_BRIEF_: Tally the lines of the listing that contain the string "short". Give the number and nothing else.

::::

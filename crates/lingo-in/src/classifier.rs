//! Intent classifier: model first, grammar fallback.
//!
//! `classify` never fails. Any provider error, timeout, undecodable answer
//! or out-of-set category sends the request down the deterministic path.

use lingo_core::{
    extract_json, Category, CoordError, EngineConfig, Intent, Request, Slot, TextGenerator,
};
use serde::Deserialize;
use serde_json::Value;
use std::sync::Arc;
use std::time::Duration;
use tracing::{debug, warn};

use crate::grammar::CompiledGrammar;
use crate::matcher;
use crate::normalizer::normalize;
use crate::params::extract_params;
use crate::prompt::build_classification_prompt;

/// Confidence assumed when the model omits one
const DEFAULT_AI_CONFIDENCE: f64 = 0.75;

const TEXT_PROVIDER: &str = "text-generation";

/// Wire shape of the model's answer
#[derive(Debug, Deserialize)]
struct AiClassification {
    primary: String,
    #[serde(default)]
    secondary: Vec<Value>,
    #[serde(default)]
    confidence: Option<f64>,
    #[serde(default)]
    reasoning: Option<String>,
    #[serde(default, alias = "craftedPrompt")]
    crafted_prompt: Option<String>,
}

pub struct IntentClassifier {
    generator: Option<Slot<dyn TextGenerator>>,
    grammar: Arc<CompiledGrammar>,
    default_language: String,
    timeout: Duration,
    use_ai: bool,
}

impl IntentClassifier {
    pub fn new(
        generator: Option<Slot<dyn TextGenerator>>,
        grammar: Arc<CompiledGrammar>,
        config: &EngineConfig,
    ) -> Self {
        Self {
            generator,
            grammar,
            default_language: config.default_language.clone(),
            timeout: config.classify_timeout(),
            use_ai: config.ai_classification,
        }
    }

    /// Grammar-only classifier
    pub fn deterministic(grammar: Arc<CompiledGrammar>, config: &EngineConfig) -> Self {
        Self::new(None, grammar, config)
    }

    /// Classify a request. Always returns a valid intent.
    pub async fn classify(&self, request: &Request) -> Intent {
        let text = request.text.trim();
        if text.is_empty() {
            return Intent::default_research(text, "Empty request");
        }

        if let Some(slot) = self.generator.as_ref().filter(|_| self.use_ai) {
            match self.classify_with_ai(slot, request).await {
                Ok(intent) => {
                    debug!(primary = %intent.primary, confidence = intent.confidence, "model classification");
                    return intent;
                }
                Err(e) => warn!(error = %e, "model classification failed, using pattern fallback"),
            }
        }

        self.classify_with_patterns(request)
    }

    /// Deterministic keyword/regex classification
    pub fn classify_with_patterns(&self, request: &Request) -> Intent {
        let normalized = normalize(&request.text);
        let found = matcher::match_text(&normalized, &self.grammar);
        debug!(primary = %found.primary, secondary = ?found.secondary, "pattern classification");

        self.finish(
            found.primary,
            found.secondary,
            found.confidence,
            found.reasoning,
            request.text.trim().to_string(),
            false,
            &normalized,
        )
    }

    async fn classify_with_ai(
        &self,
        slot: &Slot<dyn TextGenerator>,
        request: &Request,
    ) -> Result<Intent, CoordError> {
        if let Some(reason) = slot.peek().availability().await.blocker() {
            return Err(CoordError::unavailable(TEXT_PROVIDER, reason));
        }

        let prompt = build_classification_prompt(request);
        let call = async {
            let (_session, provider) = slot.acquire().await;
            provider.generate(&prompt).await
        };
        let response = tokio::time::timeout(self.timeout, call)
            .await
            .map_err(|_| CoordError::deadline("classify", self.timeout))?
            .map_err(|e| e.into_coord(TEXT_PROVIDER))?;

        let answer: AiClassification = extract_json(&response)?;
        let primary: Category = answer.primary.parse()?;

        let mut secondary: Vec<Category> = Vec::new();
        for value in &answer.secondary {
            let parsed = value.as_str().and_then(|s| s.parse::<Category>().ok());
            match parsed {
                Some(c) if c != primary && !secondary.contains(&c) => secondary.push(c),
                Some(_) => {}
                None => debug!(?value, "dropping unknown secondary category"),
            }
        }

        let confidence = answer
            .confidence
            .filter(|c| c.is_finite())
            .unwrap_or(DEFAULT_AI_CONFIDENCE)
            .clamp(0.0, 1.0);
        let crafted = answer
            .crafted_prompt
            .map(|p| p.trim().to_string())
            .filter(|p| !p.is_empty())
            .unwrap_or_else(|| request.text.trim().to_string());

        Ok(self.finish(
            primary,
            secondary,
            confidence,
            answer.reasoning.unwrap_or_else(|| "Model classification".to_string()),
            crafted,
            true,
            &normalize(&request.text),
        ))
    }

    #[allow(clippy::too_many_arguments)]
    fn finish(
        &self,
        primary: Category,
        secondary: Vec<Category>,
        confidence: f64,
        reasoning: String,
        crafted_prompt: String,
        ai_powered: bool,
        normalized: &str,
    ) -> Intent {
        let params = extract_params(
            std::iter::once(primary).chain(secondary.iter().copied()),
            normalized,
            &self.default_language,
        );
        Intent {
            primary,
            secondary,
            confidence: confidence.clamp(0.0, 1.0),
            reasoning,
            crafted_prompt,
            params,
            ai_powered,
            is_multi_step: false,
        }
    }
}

::::

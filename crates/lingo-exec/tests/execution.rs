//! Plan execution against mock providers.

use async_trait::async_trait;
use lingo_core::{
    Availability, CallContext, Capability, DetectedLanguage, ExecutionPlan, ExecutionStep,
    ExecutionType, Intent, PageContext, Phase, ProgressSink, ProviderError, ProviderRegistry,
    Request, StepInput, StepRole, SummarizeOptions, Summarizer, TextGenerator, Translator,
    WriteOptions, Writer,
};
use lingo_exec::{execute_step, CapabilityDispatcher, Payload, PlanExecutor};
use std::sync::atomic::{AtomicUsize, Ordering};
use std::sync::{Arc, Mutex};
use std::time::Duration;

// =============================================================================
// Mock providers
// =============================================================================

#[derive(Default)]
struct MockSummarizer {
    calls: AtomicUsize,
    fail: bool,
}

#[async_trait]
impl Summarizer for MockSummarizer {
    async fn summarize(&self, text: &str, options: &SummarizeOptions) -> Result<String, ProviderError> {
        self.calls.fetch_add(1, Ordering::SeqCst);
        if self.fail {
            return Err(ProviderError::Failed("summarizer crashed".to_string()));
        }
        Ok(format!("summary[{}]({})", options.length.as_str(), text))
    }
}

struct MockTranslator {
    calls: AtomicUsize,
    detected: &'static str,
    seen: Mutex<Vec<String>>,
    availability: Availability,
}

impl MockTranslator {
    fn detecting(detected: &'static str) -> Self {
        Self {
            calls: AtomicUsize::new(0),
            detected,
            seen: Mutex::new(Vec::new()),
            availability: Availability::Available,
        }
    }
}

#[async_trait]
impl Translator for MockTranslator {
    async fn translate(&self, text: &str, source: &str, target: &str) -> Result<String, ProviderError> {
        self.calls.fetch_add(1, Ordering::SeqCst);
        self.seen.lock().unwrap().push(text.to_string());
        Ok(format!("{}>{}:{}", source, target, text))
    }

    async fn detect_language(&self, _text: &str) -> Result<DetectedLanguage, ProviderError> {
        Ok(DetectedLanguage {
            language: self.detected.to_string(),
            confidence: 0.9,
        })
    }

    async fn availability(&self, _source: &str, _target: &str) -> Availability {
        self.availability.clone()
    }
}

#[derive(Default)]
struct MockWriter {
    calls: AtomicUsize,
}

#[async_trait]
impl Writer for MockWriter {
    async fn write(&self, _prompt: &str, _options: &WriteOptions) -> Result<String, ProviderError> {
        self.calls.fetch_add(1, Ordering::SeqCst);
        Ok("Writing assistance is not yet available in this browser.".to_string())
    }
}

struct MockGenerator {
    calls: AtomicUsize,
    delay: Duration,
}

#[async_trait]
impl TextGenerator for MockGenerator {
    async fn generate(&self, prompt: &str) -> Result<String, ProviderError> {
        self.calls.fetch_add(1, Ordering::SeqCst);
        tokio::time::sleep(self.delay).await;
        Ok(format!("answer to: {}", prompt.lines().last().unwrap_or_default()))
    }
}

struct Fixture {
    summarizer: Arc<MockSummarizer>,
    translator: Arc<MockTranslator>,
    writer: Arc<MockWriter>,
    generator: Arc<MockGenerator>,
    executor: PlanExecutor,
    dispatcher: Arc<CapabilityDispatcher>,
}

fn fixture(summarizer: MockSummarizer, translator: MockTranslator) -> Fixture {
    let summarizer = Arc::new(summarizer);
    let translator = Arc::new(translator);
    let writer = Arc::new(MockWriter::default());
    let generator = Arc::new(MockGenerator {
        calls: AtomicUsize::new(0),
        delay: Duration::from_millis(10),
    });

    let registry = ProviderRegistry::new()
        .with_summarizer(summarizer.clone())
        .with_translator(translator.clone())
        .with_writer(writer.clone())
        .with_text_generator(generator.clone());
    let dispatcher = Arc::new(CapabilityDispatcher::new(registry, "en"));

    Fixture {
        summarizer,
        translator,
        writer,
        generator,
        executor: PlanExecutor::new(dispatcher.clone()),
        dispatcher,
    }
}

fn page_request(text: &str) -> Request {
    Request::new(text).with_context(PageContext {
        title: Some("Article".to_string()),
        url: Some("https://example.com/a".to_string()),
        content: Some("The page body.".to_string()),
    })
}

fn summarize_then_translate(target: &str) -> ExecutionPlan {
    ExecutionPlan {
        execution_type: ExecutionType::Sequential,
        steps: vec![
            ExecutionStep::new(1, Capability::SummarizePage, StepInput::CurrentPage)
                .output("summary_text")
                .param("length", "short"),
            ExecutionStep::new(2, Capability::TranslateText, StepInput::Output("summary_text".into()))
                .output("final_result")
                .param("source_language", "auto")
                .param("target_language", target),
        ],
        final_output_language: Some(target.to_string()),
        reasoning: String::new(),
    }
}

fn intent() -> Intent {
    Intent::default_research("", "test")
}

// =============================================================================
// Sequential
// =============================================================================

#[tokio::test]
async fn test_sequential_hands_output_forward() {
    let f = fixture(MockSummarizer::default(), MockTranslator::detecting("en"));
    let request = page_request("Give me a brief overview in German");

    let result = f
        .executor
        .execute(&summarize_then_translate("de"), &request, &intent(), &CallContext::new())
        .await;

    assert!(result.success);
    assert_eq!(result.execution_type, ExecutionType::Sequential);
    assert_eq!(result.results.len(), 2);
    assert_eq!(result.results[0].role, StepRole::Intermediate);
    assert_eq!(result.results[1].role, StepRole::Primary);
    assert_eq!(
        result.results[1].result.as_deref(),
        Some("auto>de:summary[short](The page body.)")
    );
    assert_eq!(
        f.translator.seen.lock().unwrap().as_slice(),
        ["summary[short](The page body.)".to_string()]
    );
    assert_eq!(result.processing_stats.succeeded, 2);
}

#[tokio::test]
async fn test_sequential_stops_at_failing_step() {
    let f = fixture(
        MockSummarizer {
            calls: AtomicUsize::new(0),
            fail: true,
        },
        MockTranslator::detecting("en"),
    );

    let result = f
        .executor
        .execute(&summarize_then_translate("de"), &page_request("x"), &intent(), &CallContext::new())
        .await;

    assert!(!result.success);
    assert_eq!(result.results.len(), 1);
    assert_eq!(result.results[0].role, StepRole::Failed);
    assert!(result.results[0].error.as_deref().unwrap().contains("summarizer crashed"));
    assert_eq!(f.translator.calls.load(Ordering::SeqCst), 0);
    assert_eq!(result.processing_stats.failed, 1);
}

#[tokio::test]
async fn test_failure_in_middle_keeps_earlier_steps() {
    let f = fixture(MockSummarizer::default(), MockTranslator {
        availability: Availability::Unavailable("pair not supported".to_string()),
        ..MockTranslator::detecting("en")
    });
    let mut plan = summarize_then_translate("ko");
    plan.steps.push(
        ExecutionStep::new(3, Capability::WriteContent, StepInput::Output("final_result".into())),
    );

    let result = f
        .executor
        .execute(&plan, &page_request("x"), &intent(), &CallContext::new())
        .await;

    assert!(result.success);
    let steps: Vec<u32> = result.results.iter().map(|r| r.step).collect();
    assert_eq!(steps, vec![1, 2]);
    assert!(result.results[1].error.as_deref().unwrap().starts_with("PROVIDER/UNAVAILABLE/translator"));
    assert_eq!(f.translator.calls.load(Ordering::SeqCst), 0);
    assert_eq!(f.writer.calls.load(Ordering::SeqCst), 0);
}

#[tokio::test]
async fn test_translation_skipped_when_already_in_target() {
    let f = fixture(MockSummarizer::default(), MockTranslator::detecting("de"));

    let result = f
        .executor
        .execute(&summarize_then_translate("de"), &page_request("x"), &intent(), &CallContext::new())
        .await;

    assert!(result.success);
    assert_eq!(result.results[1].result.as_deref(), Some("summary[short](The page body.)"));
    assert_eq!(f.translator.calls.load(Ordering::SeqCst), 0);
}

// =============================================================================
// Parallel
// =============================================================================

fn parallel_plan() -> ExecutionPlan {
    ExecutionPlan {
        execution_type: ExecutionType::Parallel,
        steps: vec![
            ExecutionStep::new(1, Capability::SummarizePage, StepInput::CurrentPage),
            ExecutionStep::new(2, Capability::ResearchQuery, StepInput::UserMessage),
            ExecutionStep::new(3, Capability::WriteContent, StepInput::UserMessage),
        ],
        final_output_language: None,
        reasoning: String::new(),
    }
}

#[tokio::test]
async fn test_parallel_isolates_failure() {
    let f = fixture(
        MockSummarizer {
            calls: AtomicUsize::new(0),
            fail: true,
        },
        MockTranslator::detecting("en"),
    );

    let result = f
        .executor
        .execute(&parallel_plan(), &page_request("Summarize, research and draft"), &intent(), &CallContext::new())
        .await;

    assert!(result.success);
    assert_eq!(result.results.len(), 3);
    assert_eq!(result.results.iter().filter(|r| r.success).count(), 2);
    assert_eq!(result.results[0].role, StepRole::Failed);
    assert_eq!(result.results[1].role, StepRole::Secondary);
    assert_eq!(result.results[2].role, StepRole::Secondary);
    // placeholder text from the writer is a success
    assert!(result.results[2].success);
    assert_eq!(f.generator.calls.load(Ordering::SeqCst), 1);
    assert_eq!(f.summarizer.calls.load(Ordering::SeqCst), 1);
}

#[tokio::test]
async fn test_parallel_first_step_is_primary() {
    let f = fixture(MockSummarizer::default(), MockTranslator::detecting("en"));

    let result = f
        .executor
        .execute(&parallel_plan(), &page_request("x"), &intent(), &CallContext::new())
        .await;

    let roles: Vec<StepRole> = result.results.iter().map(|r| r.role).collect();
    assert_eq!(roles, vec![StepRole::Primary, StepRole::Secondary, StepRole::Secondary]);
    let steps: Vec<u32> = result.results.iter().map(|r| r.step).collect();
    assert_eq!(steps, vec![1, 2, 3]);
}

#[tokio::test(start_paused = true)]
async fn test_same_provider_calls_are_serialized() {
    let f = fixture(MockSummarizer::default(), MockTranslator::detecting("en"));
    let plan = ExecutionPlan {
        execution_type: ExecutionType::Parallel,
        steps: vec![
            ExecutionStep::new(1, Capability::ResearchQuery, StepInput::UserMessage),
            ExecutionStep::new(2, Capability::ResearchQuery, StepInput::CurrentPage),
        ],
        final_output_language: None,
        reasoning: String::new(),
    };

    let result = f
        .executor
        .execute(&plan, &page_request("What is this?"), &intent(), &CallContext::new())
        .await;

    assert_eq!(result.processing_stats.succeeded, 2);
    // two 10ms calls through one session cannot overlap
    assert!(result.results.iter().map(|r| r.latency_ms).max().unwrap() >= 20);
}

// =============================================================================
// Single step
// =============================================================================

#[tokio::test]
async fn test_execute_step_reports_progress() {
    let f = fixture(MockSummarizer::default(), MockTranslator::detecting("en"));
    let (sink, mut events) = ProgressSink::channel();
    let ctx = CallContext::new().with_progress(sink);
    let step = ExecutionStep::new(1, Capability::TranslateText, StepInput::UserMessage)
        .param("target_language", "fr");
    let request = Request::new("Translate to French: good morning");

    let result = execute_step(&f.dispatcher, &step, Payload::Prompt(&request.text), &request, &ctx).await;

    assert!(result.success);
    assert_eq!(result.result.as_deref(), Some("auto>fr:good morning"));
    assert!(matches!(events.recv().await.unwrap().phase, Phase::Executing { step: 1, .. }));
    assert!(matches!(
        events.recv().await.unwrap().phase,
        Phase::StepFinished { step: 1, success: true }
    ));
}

::::

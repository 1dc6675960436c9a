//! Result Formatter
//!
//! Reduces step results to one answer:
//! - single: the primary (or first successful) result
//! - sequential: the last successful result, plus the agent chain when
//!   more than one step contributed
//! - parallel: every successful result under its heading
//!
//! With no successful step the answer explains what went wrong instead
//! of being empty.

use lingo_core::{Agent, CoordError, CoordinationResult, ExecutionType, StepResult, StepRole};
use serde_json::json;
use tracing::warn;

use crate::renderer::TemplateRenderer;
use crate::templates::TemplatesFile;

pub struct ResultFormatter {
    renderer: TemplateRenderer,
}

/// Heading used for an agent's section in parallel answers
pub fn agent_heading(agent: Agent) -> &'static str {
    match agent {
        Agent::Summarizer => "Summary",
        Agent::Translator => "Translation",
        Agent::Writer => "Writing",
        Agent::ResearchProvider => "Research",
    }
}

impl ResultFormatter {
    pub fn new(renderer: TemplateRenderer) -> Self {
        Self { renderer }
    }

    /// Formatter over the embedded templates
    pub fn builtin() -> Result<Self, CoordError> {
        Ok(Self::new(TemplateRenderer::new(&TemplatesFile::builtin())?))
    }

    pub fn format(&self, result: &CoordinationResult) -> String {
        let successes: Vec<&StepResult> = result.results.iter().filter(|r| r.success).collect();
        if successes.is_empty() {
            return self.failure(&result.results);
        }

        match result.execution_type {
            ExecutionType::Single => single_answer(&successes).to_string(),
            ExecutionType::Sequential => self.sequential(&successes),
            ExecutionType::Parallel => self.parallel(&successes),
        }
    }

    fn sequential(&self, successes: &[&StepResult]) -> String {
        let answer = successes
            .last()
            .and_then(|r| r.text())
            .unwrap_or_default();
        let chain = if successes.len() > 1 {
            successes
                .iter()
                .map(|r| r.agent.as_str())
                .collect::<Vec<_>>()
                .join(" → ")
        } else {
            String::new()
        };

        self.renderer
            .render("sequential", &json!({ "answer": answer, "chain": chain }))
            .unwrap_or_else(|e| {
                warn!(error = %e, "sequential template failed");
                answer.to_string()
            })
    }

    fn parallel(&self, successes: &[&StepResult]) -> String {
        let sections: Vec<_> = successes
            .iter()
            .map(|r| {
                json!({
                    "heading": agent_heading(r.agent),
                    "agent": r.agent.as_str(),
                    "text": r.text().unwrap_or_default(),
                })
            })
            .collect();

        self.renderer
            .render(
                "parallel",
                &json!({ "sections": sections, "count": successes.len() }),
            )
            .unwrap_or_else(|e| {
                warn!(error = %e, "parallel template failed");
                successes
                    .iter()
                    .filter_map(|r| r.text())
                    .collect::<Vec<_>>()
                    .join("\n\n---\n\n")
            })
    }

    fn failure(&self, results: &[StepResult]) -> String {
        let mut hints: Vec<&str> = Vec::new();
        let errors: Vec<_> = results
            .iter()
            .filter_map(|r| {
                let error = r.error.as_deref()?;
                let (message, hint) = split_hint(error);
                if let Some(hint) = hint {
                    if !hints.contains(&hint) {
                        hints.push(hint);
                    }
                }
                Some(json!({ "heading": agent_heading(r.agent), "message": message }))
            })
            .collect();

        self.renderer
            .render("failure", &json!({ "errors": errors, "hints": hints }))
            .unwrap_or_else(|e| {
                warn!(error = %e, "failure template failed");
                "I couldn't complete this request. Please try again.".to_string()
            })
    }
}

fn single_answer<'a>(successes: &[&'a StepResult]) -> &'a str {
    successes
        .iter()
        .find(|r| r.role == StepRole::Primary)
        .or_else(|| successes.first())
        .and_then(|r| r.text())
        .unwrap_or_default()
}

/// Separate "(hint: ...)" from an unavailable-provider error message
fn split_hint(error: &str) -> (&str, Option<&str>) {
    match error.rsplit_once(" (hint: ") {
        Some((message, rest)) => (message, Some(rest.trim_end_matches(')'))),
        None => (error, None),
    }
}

::::

_RESPONSE FOR THIS EXERCISE_: 4